CAKI1 and A498 cells total RNA was extracted using RNeasy Purification Kit (QIAGEN), according to the manufacturer's instructions. Then, 1μg RNA was reverse transcribed into cDNA using PrimeScript RT Reagent Kit (TaKaRa, Dalian, China). SYBR Premix Ex Taq (TaKaRa) was used to detect DUXAP8 expression levels, and GAPDH was used as control. The primer sequence of DUXAP8 is, forward 5′-AGGATGGAGTCTCGCTGTATTGC-3′, reverse 5′- GGAGGTTTGTTTTCTTCTTTTTT-3′. The primer sequence of GAPDH is, forward 5′- AGAAGGCTGG GGCTCATTTG-3′, reverse 5′- AGGGGCCATCCACAG TCTTC-3′. qRT-PCR analysis was performed on ABI7500, and comparative cycle threshold (CT) (2−ΔΔCT) method was used to analyze the data.

Transwell assays

Transwell assays (Corning, Tewksbury, MA, USA) were used to evaluate CAKI1 and A498 cell invasive ability after DUXAP8 or negative control siRNAs transfection.

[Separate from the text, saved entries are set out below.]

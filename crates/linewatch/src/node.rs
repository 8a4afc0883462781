//! The node context and its scheduler tick.
//!
//! A [`Node`] owns every piece of state: the monitored lines, the dispatcher,
//! the configuration store and the counters shown in the status views. The
//! platform drives it by calling [`Node::tick`] once per period, passing the
//! time elapsed since boot. Each tick
//!
//! 1. samples every line,
//! 2. requests a notification for the post-startup changes, if any,
//! 3. advances the in-flight notification,
//! 4. polls the external services in the given order,
//!
//! and never blocks.

use alloc::format;
use alloc::string::{String, ToString};

use core::fmt::Write as _;
use core::time::Duration;

use embedded_hal::digital::InputPin;

use log::{debug, info, warn};

use crate::dispatcher::{Connector, Dispatcher, Target};
use crate::error::Result;
use crate::line::{LineChange, LineMonitor};
use crate::response::{Method, Request, Response};
use crate::status::{LinkInfo, LinkSnapshot, StatusView};
use crate::store::{ConfigStore, PersistedConfig, Storage};
use crate::{EVENT_LOG_CAPACITY, MAX_LINES};

/// Delay between a restart request and the restart.
pub const RESET_DELAY: Duration = Duration::from_secs(3);

// Weight of a new sample in the smoothed load.
const LOAD_SMOOTHING: f32 = 1.0 / 16.0;

/// What the platform must do once a tick completes.
#[derive(Debug, Clone, Copy, PartialEq, Eq)]
pub enum TickOutcome {
    /// Keep ticking.
    Continue,
    /// Restart the node.
    Restart,
}

/// Request handling offered by the node to the external services.
pub trait Routes {
    /// Handles a single request.
    fn handle(&mut self, request: &Request<'_>, now: Duration) -> Response;
}

/// An external subsystem polled once per tick.
///
/// Services, such as the request-serving front end or the update checker,
/// must return as soon as they have nothing ready to process.
pub trait Service {
    /// Processes the work that is ready, if any.
    fn poll(&mut self, routes: &mut dyn Routes, now: Duration);
}

/// A sensor node.
pub struct Node<P, K, S, L, const N: usize = MAX_LINES, const M: usize = EVENT_LOG_CAPACITY>
where
    P: InputPin,
    K: Connector,
    S: Storage,
    L: LinkInfo,
{
    hostname: String,
    monitor: LineMonitor<P, N, M>,
    dispatcher: Dispatcher<K>,
    store: ConfigStore<S>,
    config: PersistedConfig,
    link: L,
    request_count: u32,
    load: f32,
    restart_at: Option<Duration>,
}

impl<P, K, S, L, const N: usize, const M: usize> Node<P, K, S, L, N, M>
where
    P: InputPin,
    K: Connector,
    S: Storage,
    L: LinkInfo,
{
    /// Creates a [`Node`], loading its configuration from `storage`.
    ///
    /// # Errors
    ///
    /// The storage needed to be formatted and the commit failed.
    pub fn new(
        hostname: impl Into<String>,
        monitor: LineMonitor<P, N, M>,
        connector: K,
        storage: S,
        link: L,
    ) -> Result<Self> {
        const {
            assert!(
                N <= MAX_LINES,
                "Notification URLs are sized for at most `MAX_LINES` lines"
            )
        };
        let store = ConfigStore::open(storage)?;
        let config = store.load();
        let hostname = hostname.into();

        info!(
            "Node `{hostname}` monitoring {} lines, notifications {}",
            monitor.lines().len(),
            if config.notify_url.is_empty() {
                "disabled"
            } else {
                "enabled"
            }
        );

        Ok(Self {
            hostname,
            monitor,
            dispatcher: Dispatcher::new(connector),
            store,
            config,
            link,
            request_count: 0,
            load: 0.0,
            restart_at: None,
        })
    }

    /// Runs one scheduler tick.
    ///
    /// `now` is the time elapsed since boot.
    pub fn tick(&mut self, now: Duration, services: &mut [&mut dyn Service]) -> TickOutcome {
        let changes = self.monitor.sample_all(now);
        if !changes.is_empty() {
            self.notify(&changes);
        }

        self.dispatcher.poll();

        for service in services.iter_mut() {
            service.poll(self, now);
        }

        match self.restart_at {
            Some(at) if now >= at => {
                info!("Restarting");
                TickOutcome::Restart
            }
            _ => TickOutcome::Continue,
        }
    }

    /// Feeds the smoothed load with the time spent in the last tick.
    pub fn record_load(&mut self, busy: Duration, period: Duration) {
        if period.is_zero() {
            return;
        }
        let sample = (busy.as_secs_f32() / period.as_secs_f32()).min(1.0);
        self.load += (sample - self.load) * LOAD_SMOOTHING;
    }

    /// Stores a new credentials pair.
    ///
    /// # Errors
    ///
    /// The pair is invalid or could not be persisted. The stored pair is
    /// left untouched.
    pub fn set_credentials(&mut self, identifier: &str, secret: &str) -> Result<()> {
        self.store.set_credentials(identifier, secret)?;
        self.config = self.store.load();
        Ok(())
    }

    /// Stores a new notification `URL`. An empty `URL` disables
    /// notifications.
    ///
    /// # Errors
    ///
    /// The `URL` is invalid or could not be persisted. The stored `URL` is
    /// left untouched.
    pub fn set_notify_url(&mut self, url: &str) -> Result<()> {
        if !url.is_empty() {
            let _ = Target::parse(&with_path(url))?;
        }
        self.store.set_notify_url(url)?;
        self.config = self.store.load();
        Ok(())
    }

    /// Restarts the node in place.
    ///
    /// The configuration is read again from storage, every line goes back to
    /// the unknown state, the event log is cleared, the in-flight and pending
    /// notifications are dropped and the counters are reset.
    pub fn reboot(&mut self) {
        self.config = self.store.load();
        self.monitor.reset();
        self.dispatcher.reset();
        self.request_count = 0;
        self.load = 0.0;
        self.restart_at = None;
    }

    /// Replaces the link information source.
    #[must_use]
    pub fn with_link<T: LinkInfo>(self, link: T) -> Node<P, K, S, T, N, M> {
        Node {
            hostname: self.hostname,
            monitor: self.monitor,
            dispatcher: self.dispatcher,
            store: self.store,
            config: self.config,
            link,
            request_count: self.request_count,
            load: self.load,
            restart_at: self.restart_at,
        }
    }

    /// Returns the node host name.
    #[must_use]
    pub fn hostname(&self) -> &str {
        &self.hostname
    }

    /// Returns the loaded configuration.
    #[must_use]
    pub const fn config(&self) -> &PersistedConfig {
        &self.config
    }

    /// Returns the line monitor.
    #[must_use]
    pub const fn monitor(&self) -> &LineMonitor<P, N, M> {
        &self.monitor
    }

    /// Returns the notification dispatcher.
    #[must_use]
    pub const fn dispatcher(&self) -> &Dispatcher<K> {
        &self.dispatcher
    }

    /// Returns the configuration store.
    #[must_use]
    pub const fn store(&self) -> &ConfigStore<S> {
        &self.store
    }

    /// Returns the number of status requests served.
    #[must_use]
    pub const fn request_count(&self) -> u32 {
        self.request_count
    }

    /// Returns the smoothed load.
    #[must_use]
    pub const fn load(&self) -> f32 {
        self.load
    }

    /// Returns the time at which a requested restart happens.
    #[must_use]
    pub const fn restart_at(&self) -> Option<Duration> {
        self.restart_at
    }

    /// Returns the notification `URL` reporting `changes`, if notifications
    /// are enabled.
    #[must_use]
    pub fn notification_url(&self, changes: &[LineChange]) -> Option<String> {
        let base = self.config.notify_url.as_str();
        if base.is_empty() || changes.is_empty() {
            return None;
        }

        let mut url = with_path(base);
        let mut separator = if base.contains('?') { '&' } else { '?' };
        for change in changes {
            // Writing into a `String` cannot fail.
            let _ = write!(
                url,
                "{separator}GPIO{}={}",
                change.line_id,
                change.state.label()
            );
            separator = '&';
        }
        Some(url)
    }

    fn notify(&mut self, changes: &[LineChange]) {
        match self.notification_url(changes) {
            Some(url) => {
                debug!("Requesting notification `{url}`");
                self.dispatcher.request(&url);
            }
            None => debug!("Notifications disabled, {} changes not sent", changes.len()),
        }
    }

    fn view<'a>(&'a self, now: Duration, link: &'a LinkSnapshot) -> StatusView<'a> {
        StatusView {
            host: &self.hostname,
            request_count: self.request_count,
            load: self.load,
            uptime: now,
            lines: self.monitor.lines(),
            link,
        }
    }

    fn notify_route(&mut self, request: &Request<'_>) -> Response {
        let Some(url) = request.arg("n") else {
            return Response::text(if self.config.notify_url.is_empty() {
                "Notifications disabled\n".to_string()
            } else {
                format!("Notification URL: {}\n", self.config.notify_url)
            });
        };

        match self.set_notify_url(&url) {
            Ok(()) if url.is_empty() => Response::text("Notifications disabled\n"),
            Ok(()) => Response::text(format!("Notification URL set to {url}\n")),
            Err(e) => {
                warn!("Notification URL rejected: {e}");
                Response::bad_request(format!("{e}\n"))
            }
        }
    }

    fn history_route(&self) -> Response {
        let mut body = String::new();
        // Writing into a `String` cannot fail.
        let _ = self.monitor.history().render(&mut body);
        Response::text(body)
    }

    fn reset_route(&mut self, now: Duration) -> Response {
        let at = now + RESET_DELAY;
        self.restart_at = Some(at);
        info!("Restart scheduled in {}s", RESET_DELAY.as_secs());
        Response::text(format!("Restarting in {} seconds\n", RESET_DELAY.as_secs()))
    }
}

// Returns `url` with a `/` path inserted when it has none, so that a query
// appended to it never lands in the host.
fn with_path(url: &str) -> String {
    let start = url.find("://").map_or(0, |index| index + 3);
    match url[start..].find(['/', '?']) {
        Some(index) if url[start + index..].starts_with('/') => url.to_string(),
        Some(index) => format!("{}/{}", &url[..start + index], &url[start + index..]),
        None => format!("{url}/"),
    }
}

impl<P, K, S, L, const N: usize, const M: usize> Routes for Node<P, K, S, L, N, M>
where
    P: InputPin,
    K: Connector,
    S: Storage,
    L: LinkInfo,
{
    fn handle(&mut self, request: &Request<'_>, now: Duration) -> Response {
        if request.method != Method::Get {
            return Response::not_allowed();
        }

        let route = request.route();
        debug!("Serving `{route}`");

        match route {
            "/" => {
                self.request_count = self.request_count.wrapping_add(1);
                let link = self.link.snapshot();
                Response::text(self.view(now, &link).to_text())
            }
            "/json" => {
                self.request_count = self.request_count.wrapping_add(1);
                let link = self.link.snapshot();
                match self.view(now, &link).to_json() {
                    Ok(json) => Response::json(json),
                    Err(e) => {
                        warn!("Unable to serialize the status: {e}");
                        Response::internal(format!("Unable to serialize the status: {e}\n"))
                    }
                }
            }
            "/notify" => self.notify_route(request),
            "/history" => self.history_route(),
            "/reset" => self.reset_route(now),
            _ => Response::not_found(route),
        }
    }
}
use std::time::Duration;

use axum::Router;
use axum::extract::State;
use axum::http::{Method as HttpMethod, StatusCode, Uri, header};
use axum::response::{IntoResponse, Response as HttpResponse};

use linewatch::node::{Routes, Service};
use linewatch::response::{Method, Request, Response};

use tokio::sync::{mpsc, oneshot};

use tracing::{debug, warn};

/// Number of requests that can wait for the node.
pub const DEFAULT_QUEUE_SIZE: usize = 16;

// Maximum number of requests served in a single tick.
const MAX_REQUESTS_PER_TICK: usize = 4;

/// A request waiting to be served by the node.
#[derive(Debug)]
pub struct PendingRequest {
    method: HttpMethod,
    path: String,
    query: String,
    reply: oneshot::Sender<Response>,
}

/// Hands the requests received by the `HTTP` front end over to the node.
///
/// The front end runs on its own task; the node only sees the requests when
/// the bridge is polled as a [`Service`] during its tick.
#[derive(Debug)]
pub struct RequestBridge {
    receiver: mpsc::Receiver<PendingRequest>,
}

impl Service for RequestBridge {
    fn poll(&mut self, routes: &mut dyn Routes, now: Duration) {
        for _ in 0..MAX_REQUESTS_PER_TICK {
            let Ok(pending) = self.receiver.try_recv() else {
                return;
            };

            let request = Request {
                method: Method::from_name(pending.method.as_str()),
                path: &pending.path,
                query: &pending.query,
            };
            let response = routes.handle(&request, now);

            if pending.reply.send(response).is_err() {
                debug!("Client gone before `{}` was answered", pending.path);
            }
        }
    }
}

/// Creates the `HTTP` front end and the bridge feeding its requests to the
/// node.
///
/// Every route is answered by the node, so the router only has a fallback
/// handler.
#[must_use]
pub fn router(queue_size: usize) -> (Router, RequestBridge) {
    let (sender, receiver) = mpsc::channel(queue_size.max(1));
    let router = Router::new().fallback(forward).with_state(sender);
    (router, RequestBridge { receiver })
}

async fn forward(
    State(sender): State<mpsc::Sender<PendingRequest>>,
    method: HttpMethod,
    uri: Uri,
) -> HttpResponse {
    let (reply, response) = oneshot::channel();
    let pending = PendingRequest {
        method,
        path: uri.path().to_string(),
        query: uri.query().unwrap_or_default().to_string(),
        reply,
    };

    if sender.send(pending).await.is_err() {
        warn!("Node stopped, `{uri}` not served");
        return (StatusCode::SERVICE_UNAVAILABLE, "Node stopped\n").into_response();
    }

    match response.await {
        Ok(response) => into_http(response),
        Err(_) => (StatusCode::SERVICE_UNAVAILABLE, "Node restarting\n").into_response(),
    }
}

fn into_http(response: Response) -> HttpResponse {
    let status =
        StatusCode::from_u16(response.status).unwrap_or(StatusCode::INTERNAL_SERVER_ERROR);
    (
        status,
        [(header::CONTENT_TYPE, response.content_type)],
        response.body,
    )
        .into_response()
}
use core::fmt;
use core::time::Duration;

use crate::line::LineState;

/// Renders a [`Duration`] as seconds with millisecond precision.
#[derive(Debug, Clone, Copy, PartialEq, Eq)]
pub struct Seconds(pub Duration);

impl fmt::Display for Seconds {
    fn fmt(&self, f: &mut fmt::Formatter<'_>) -> fmt::Result {
        write!(f, "{}.{:03}", self.0.as_secs(), self.0.subsec_millis())
    }
}

/// A recorded line transition.
#[derive(Debug, Clone, Copy, PartialEq, Eq)]
pub struct EventLogEntry {
    /// Logical sequence number, counting every transition ever recorded.
    pub sequence: u64,
    /// Identifier of the line.
    pub line_id: u8,
    /// State the line moved to.
    pub state: LineState,
    /// Time spent in the previous state.
    pub elapsed: Duration,
    /// Time at which the transition was recorded.
    pub at: Duration,
}

impl fmt::Display for EventLogEntry {
    fn fmt(&self, f: &mut fmt::Formatter<'_>) -> fmt::Result {
        write!(
            f,
            "GPIO{} {} AFTER t={} AT t={}",
            self.line_id,
            self.state.label(),
            Seconds(self.elapsed),
            Seconds(self.at)
        )
    }
}

/// A circular log holding the last `M` transitions.
///
/// Entry `k` is stored in slot `k mod M`. Slot positions say nothing about
/// age: chronological order is rebuilt from the write cursor.
#[derive(Debug, Clone)]
pub struct EventLog<const M: usize> {
    slots: [Option<EventLogEntry>; M],
    written: u64,
}

impl<const M: usize> Default for EventLog<M> {
    fn default() -> Self {
        Self::new()
    }
}

impl<const M: usize> EventLog<M> {
    /// Creates an empty [`EventLog`].
    #[must_use]
    pub const fn new() -> Self {
        const { assert!(M > 0, "An event log needs at least one slot") };
        Self {
            slots: [None; M],
            written: 0,
        }
    }

    /// Appends a transition, overwriting the oldest one once full.
    pub fn push(
        &mut self,
        line_id: u8,
        state: LineState,
        elapsed: Duration,
        at: Duration,
    ) -> EventLogEntry {
        let entry = EventLogEntry {
            sequence: self.written,
            line_id,
            state,
            elapsed,
            at,
        };
        self.slots[self.cursor()] = Some(entry);
        self.written = self.written.wrapping_add(1);
        entry
    }

    /// Number of entries currently held.
    #[must_use]
    pub fn len(&self) -> usize {
        usize::try_from(self.written).map_or(M, |written| written.min(M))
    }

    /// Checks whether no transition has been recorded.
    #[must_use]
    pub const fn is_empty(&self) -> bool {
        self.written == 0
    }

    /// Total number of transitions ever recorded.
    #[must_use]
    pub const fn total(&self) -> u64 {
        self.written
    }

    /// Returns the most recent entry.
    #[must_use]
    pub fn latest(&self) -> Option<&EventLogEntry> {
        self.iter().last()
    }

    /// Iterates over the held entries from the oldest to the newest.
    pub fn iter(&self) -> impl Iterator<Item = &EventLogEntry> {
        // Once the log has wrapped, the slot under the cursor is the oldest.
        let start = if self.len() < M { 0 } else { self.cursor() };
        self.slots[start..]
            .iter()
            .chain(&self.slots[..start])
            .filter_map(Option::as_ref)
    }

    /// Forgets every entry.
    pub fn clear(&mut self) {
        self.slots = [None; M];
        self.written = 0;
    }

    /// Writes one line per entry, oldest first, prefixed by its sequence
    /// number.
    ///
    /// # Errors
    ///
    /// The writer failed.
    pub fn render(&self, out: &mut impl fmt::Write) -> fmt::Result {
        if self.is_empty() {
            return out.write_str("No events recorded\n");
        }
        for entry in self.iter() {
            writeln!(out, "{}: {entry}", entry.sequence)?;
        }
        Ok(())
    }

    #[inline]
    fn cursor(&self) -> usize {
        // `M` fits in `u64`, so the remainder fits in `usize`.
        (self.written % M as u64) as usize
    }
}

CAKI1 and A498 cells (5×104) in 300 μl medium containing 1% FBS were added into the upper chamber of an insert coated with Matrigel (Sigma-Aldrich). Then, 700μl medium supplied with 10% FBS was placed to the lower chamber. After 24 hours incubation, the CAKI1 and A498 invaded through the membrane were fixed with methanol, stained with 0.1% crystal violet, and then imaged using an IX71 inverted microscope (Olympus, Tokyo, Japan).

Statistical analysis

The Students t test (2 tailed), and one-way ANOVA were used for qPCR, and in vitro assays data analysis using SPSS 17.0 (IBM), R software and Bio-conductor. P value < 0.05 was defined statistically significant.